> **WHAT YOU HAVE TO DO**
Search the entries below for "Debug" and copy each matching line.

Dataset excerpts
[Start of section]

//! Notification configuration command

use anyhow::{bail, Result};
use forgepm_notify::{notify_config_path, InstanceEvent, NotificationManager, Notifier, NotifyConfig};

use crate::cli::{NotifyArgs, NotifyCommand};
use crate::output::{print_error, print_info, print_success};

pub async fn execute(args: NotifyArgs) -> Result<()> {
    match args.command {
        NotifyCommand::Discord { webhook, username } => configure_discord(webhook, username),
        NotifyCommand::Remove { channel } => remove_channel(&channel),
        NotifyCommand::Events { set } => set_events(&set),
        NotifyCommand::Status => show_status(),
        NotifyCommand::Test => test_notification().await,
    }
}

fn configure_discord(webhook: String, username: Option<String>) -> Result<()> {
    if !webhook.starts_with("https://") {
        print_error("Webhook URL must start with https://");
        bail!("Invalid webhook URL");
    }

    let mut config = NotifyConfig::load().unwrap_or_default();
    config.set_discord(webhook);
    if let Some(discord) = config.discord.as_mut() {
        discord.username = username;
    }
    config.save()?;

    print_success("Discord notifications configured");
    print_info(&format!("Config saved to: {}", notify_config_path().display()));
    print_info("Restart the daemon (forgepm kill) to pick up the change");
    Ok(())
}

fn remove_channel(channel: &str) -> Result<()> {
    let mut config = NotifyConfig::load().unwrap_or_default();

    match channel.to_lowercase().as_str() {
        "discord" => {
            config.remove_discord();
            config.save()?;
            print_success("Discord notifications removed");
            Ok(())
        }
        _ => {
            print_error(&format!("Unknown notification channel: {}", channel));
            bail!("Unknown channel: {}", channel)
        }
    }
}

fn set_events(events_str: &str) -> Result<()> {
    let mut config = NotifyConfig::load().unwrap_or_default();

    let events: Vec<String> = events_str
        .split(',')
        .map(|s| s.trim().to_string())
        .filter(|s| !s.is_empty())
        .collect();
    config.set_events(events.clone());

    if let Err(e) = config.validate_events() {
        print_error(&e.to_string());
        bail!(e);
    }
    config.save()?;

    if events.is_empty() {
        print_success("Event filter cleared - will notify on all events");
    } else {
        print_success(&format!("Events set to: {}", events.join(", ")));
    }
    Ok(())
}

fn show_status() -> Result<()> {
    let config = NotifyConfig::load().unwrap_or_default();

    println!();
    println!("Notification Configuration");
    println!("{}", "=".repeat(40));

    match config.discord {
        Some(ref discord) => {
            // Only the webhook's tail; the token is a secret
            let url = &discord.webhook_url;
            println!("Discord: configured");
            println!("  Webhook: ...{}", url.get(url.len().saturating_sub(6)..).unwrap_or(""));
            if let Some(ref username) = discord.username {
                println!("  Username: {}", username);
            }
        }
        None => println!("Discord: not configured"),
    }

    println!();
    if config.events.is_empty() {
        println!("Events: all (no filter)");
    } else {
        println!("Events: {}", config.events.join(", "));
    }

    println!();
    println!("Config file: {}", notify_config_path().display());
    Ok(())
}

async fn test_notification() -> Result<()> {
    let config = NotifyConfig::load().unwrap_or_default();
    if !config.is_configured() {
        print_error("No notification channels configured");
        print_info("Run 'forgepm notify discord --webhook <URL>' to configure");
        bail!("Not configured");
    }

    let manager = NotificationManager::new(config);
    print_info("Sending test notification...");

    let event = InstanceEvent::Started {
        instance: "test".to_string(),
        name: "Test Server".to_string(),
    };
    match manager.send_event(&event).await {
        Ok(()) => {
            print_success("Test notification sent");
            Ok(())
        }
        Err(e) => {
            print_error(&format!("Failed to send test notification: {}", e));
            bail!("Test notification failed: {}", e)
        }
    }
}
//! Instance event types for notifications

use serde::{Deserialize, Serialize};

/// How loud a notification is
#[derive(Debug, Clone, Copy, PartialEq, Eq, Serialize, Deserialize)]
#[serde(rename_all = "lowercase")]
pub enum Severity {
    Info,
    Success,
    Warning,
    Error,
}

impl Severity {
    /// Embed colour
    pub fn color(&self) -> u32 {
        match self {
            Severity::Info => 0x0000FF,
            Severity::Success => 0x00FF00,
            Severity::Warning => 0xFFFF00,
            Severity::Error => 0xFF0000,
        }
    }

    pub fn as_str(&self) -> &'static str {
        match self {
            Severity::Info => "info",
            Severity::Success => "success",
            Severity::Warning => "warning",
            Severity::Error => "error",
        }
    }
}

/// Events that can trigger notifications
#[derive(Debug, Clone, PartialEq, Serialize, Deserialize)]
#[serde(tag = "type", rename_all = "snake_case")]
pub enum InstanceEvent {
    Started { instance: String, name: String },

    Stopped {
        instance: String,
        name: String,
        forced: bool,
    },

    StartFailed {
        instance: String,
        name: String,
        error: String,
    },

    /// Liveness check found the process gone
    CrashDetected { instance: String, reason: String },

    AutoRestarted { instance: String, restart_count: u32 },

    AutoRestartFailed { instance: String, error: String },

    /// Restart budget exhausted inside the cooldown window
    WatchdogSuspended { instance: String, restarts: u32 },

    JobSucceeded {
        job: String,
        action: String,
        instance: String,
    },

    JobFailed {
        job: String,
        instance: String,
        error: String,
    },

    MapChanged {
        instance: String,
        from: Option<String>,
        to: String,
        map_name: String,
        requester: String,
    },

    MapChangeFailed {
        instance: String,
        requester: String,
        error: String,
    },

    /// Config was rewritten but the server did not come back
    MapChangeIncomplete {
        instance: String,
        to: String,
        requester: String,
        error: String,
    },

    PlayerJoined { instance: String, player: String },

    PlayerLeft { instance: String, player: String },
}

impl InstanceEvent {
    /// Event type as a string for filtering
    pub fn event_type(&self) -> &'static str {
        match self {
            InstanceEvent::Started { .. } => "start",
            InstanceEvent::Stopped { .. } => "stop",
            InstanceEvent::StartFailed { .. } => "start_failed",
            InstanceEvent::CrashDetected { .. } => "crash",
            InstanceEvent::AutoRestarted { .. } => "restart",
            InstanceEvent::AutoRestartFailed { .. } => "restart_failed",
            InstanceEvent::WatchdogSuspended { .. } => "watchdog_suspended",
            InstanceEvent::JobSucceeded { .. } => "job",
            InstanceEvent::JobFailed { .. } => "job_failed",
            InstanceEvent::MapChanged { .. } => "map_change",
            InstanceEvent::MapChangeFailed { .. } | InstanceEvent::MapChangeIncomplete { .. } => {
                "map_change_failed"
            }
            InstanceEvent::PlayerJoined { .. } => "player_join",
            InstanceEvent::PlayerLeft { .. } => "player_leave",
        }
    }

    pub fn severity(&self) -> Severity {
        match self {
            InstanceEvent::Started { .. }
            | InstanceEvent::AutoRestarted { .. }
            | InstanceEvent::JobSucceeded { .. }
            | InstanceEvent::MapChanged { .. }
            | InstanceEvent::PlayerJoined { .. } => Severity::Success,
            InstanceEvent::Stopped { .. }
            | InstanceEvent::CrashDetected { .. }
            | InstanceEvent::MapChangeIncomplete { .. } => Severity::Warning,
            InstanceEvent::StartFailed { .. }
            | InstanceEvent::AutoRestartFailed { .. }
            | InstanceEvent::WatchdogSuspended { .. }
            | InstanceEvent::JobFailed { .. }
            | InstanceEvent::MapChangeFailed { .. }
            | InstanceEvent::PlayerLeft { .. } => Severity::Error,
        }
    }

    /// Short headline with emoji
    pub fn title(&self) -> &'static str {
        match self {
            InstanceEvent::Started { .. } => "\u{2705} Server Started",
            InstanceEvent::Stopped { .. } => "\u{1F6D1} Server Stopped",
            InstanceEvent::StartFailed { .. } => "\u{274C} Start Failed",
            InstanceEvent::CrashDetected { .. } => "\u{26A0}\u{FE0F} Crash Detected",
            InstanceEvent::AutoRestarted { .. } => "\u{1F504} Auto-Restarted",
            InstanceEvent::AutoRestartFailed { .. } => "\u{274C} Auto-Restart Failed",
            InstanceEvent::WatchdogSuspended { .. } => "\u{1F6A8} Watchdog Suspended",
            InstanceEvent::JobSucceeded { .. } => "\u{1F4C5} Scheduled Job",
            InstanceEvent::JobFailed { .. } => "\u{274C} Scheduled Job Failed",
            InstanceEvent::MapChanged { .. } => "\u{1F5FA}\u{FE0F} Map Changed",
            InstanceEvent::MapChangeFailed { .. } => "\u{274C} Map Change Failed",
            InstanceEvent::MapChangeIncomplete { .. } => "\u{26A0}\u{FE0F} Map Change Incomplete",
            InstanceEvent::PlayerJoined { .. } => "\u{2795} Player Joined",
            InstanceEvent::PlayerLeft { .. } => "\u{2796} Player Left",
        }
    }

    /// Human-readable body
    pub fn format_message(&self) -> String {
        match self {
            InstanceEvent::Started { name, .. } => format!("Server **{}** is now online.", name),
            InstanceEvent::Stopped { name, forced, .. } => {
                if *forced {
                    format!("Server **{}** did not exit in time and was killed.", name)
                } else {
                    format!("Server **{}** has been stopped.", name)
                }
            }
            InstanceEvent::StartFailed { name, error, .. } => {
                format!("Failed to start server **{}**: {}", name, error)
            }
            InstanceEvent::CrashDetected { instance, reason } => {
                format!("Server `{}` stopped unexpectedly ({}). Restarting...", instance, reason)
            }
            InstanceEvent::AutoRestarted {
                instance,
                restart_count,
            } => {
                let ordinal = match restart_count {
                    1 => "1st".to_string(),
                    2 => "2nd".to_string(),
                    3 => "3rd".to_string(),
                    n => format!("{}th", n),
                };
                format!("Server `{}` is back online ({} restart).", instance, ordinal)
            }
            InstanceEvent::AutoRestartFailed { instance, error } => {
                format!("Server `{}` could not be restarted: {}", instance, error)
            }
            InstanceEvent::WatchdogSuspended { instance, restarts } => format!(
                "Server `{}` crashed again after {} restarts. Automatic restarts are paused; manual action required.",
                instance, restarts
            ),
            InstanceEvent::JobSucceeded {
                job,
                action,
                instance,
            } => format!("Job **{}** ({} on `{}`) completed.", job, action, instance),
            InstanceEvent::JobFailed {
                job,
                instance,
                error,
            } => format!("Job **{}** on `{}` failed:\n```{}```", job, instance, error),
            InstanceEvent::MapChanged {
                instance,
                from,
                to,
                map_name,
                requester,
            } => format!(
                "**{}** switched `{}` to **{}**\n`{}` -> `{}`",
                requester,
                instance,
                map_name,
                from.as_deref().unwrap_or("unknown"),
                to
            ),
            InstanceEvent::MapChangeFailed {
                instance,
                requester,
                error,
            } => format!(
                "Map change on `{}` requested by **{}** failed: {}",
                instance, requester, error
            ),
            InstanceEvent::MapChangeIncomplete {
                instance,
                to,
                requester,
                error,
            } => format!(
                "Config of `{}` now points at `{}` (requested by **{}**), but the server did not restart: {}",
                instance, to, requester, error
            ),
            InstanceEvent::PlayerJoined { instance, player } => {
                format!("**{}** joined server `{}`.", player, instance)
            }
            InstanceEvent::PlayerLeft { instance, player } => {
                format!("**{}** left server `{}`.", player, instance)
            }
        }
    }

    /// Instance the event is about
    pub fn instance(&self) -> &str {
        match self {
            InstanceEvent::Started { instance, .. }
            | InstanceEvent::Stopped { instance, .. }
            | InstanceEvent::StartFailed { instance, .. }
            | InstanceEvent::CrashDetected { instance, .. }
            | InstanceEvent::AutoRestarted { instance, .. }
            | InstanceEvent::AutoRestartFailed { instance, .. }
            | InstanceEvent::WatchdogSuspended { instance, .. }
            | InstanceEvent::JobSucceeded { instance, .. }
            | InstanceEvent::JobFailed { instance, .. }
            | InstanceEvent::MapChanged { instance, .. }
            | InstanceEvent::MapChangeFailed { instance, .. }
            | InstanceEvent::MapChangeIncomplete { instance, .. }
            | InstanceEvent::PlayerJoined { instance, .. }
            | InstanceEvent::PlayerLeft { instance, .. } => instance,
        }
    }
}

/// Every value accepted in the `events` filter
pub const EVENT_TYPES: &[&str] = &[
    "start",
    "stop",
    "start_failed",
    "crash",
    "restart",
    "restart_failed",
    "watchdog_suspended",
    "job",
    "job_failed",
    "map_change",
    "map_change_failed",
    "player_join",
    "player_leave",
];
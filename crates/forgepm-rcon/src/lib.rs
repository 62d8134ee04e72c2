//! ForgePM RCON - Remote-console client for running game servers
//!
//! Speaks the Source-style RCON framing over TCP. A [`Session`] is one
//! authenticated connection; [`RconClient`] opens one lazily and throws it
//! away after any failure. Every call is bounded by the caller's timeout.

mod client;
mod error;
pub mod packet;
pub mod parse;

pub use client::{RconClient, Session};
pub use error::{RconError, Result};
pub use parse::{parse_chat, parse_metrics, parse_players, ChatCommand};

[End of section]

> **WRITTEN RESPONSE**
#[derive(Debug, Clone, Copy, PartialEq, Eq, Serialize, Deserialize)]
#[derive(Debug, Clone, PartialEq, Serialize, Deserialize)]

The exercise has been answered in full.